Task brief:
Among the records below, find each line containing the word "joined" and copy it.

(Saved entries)
*** Block opens ***
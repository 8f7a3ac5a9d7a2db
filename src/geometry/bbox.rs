// SPDX-License-Identifier: Apache-2.0
// Copyright (c) 2025 Polyframe Inc.

//! Bounding box utilities

use nalgebra::{Point, SVector};

/// Axis-aligned bounding box in `D` dimensions.
///
/// A box with `min > max` on any axis is empty. The empty box is
/// `[+inf, -inf]` on every axis, so joining anything into it yields that
/// thing.
#[derive(Debug, Clone, Copy, PartialEq)]
pub struct BoundingBox<const D: usize> {
    pub min: Point<f64, D>,
    pub max: Point<f64, D>,
}

pub type Box2 = BoundingBox<2>;
pub type Box3 = BoundingBox<3>;

impl<const D: usize> BoundingBox<D> {
    pub fn new(min: Point<f64, D>, max: Point<f64, D>) -> Self {
        Self { min, max }
    }

    pub fn empty() -> Self {
        Self {
            min: Point::from(SVector::repeat(f64::INFINITY)),
            max: Point::from(SVector::repeat(f64::NEG_INFINITY)),
        }
    }

    /// Minimal box containing every point; empty for an empty iterator.
    pub fn from_points<I>(points: I) -> Self
    where
        I: IntoIterator<Item = Point<f64, D>>,
    {
        let mut bbox = Self::empty();
        for point in points {
            bbox.expand_to_include(&point);
        }
        bbox
    }

    pub fn is_empty(&self) -> bool {
        (0..D).any(|i| self.min[i] > self.max[i])
    }

    pub fn expand_to_include(&mut self, point: &Point<f64, D>) {
        for i in 0..D {
            self.min[i] = self.min[i].min(point[i]);
            self.max[i] = self.max[i].max(point[i]);
        }
    }

    /// Coordinate-wise union.
    pub fn join(&self, other: &Self) -> Self {
        let mut result = *self;
        for i in 0..D {
            result.min[i] = self.min[i].min(other.min[i]);
            result.max[i] = self.max[i].max(other.max[i]);
        }
        result
    }

    /// Coordinate-wise intersection; may be empty.
    pub fn intersection(&self, other: &Self) -> Self {
        let mut result = *self;
        for i in 0..D {
            result.min[i] = self.min[i].max(other.min[i]);
            result.max[i] = self.max[i].min(other.max[i]);
        }
        result
    }

    pub fn intersects(&self, other: &Self) -> bool {
        (0..D).all(|i| self.min[i] <= other.max[i] && self.max[i] >= other.min[i])
    }

    pub fn contains_point(&self, point: &Point<f64, D>) -> bool {
        (0..D).all(|i| self.min[i] <= point[i] && point[i] <= self.max[i])
    }

    pub fn contains_box(&self, other: &Self) -> bool {
        other.is_empty()
            || (0..D).all(|i| self.min[i] <= other.min[i] && other.max[i] <= self.max[i])
    }

    pub fn center(&self) -> Point<f64, D> {
        nalgebra::center(&self.min, &self.max)
    }

    pub fn size(&self) -> SVector<f64, D> {
        self.max - self.min
    }

    /// Product of the extents; zero for an empty box.
    pub fn volume(&self) -> f64 {
        if self.is_empty() {
            return 0.0;
        }
        self.size().iter().product()
    }

    /// Index of the longest axis.
    pub fn longest_axis(&self) -> usize {
        self.size().imax()
    }

    /// Box grown by `amount` on every side.
    pub fn inflated(&self, amount: f64) -> Self {
        let delta = SVector::repeat(amount);
        Self::new(self.min - delta, self.max + delta)
    }

    /// Check if two bounding boxes are approximately equal within tolerance
    pub fn approx_eq(&self, other: &Self, tolerance: f64) -> bool {
        (0..D).all(|i| {
            (self.min[i] - other.min[i]).abs() < tolerance
                && (self.max[i] - other.max[i]).abs() < tolerance
        })
    }

    /// Corner `k` of the box; bit `i` of `k` selects `max` on axis `i`.
    pub fn corner(&self, k: usize) -> Point<f64, D> {
        let mut p = self.min;
        for i in 0..D {
            if k & (1 << i) != 0 {
                p[i] = self.max[i];
            }
        }
        p
    }
}

impl<const D: usize> Default for BoundingBox<D> {
    fn default() -> Self {
        Self::empty()
    }
}

impl<const D: usize> FromIterator<Point<f64, D>> for BoundingBox<D> {
    fn from_iter<I: IntoIterator<Item = Point<f64, D>>>(iter: I) -> Self {
        Self::from_points(iter)
    }
}

#[cfg(test)]
mod tests {
    use super::*;
    use nalgebra::{Point2, Point3};

    #[test]
    fn test_bounding_box() {
        let mut bbox = Box3::empty();
        bbox.expand_to_include(&Point3::new(1.0, 2.0, 3.0));
        bbox.expand_to_include(&Point3::new(-1.0, -2.0, -3.0));

        assert_eq!(bbox.min, Point3::new(-1.0, -2.0, -3.0));
        assert_eq!(bbox.max, Point3::new(1.0, 2.0, 3.0));
        assert_eq!(bbox.center(), Point3::new(0.0, 0.0, 0.0));
        assert_eq!(bbox.volume(), 48.0);
    }

    #[test]
    fn test_empty_sentinel() {
        let bbox = Box2::empty();
        assert!(bbox.is_empty());
        assert_eq!(bbox.volume(), 0.0);
        let from_nothing: Box2 = Vec::<Point2<f64>>::new().into_iter().collect();
        assert!(from_nothing.is_empty());
        let single = Box2::from_points([Point2::new(1.0, 1.0)]);
        assert!(!single.is_empty());
        assert_eq!(single.join(&bbox), single);
    }

    #[test]
    fn test_join_and_intersection() {
        let a = Box2::new(Point2::new(0.0, 0.0), Point2::new(2.0, 2.0));
        let b = Box2::new(Point2::new(1.0, 1.0), Point2::new(3.0, 4.0));
        let joined = a.join(&b);
        assert_eq!(joined.min, Point2::new(0.0, 0.0));
        assert_eq!(joined.max, Point2::new(3.0, 4.0));
        assert!(joined.contains_box(&a) && joined.contains_box(&b));

        let inter = a.intersection(&b);
        assert_eq!(inter.min, Point2::new(1.0, 1.0));
        assert_eq!(inter.max, Point2::new(2.0, 2.0));

        let far = Box2::new(Point2::new(5.0, 5.0), Point2::new(6.0, 6.0));
        assert!(!a.intersects(&far));
        assert!(a.intersection(&far).is_empty());
    }

    #[test]
    fn test_corners() {
        let bbox = Box3::new(Point3::new(0.0, 0.0, 0.0), Point3::new(1.0, 2.0, 3.0));
        assert_eq!(bbox.corner(0), bbox.min);
        assert_eq!(bbox.corner(7), bbox.max);
        assert_eq!(bbox.corner(2), Point3::new(0.0, 2.0, 0.0));
        assert_eq!(bbox.longest_axis(), 2);
    }
}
*** Block closes ***
Exercise result:
        let joined = a.join(&b);
        assert_eq!(joined.min, Point2::new(0.0, 0.0));
        assert_eq!(joined.max, Point2::new(3.0, 4.0));
        assert!(joined.contains_box(&a) && joined.contains_box(&b));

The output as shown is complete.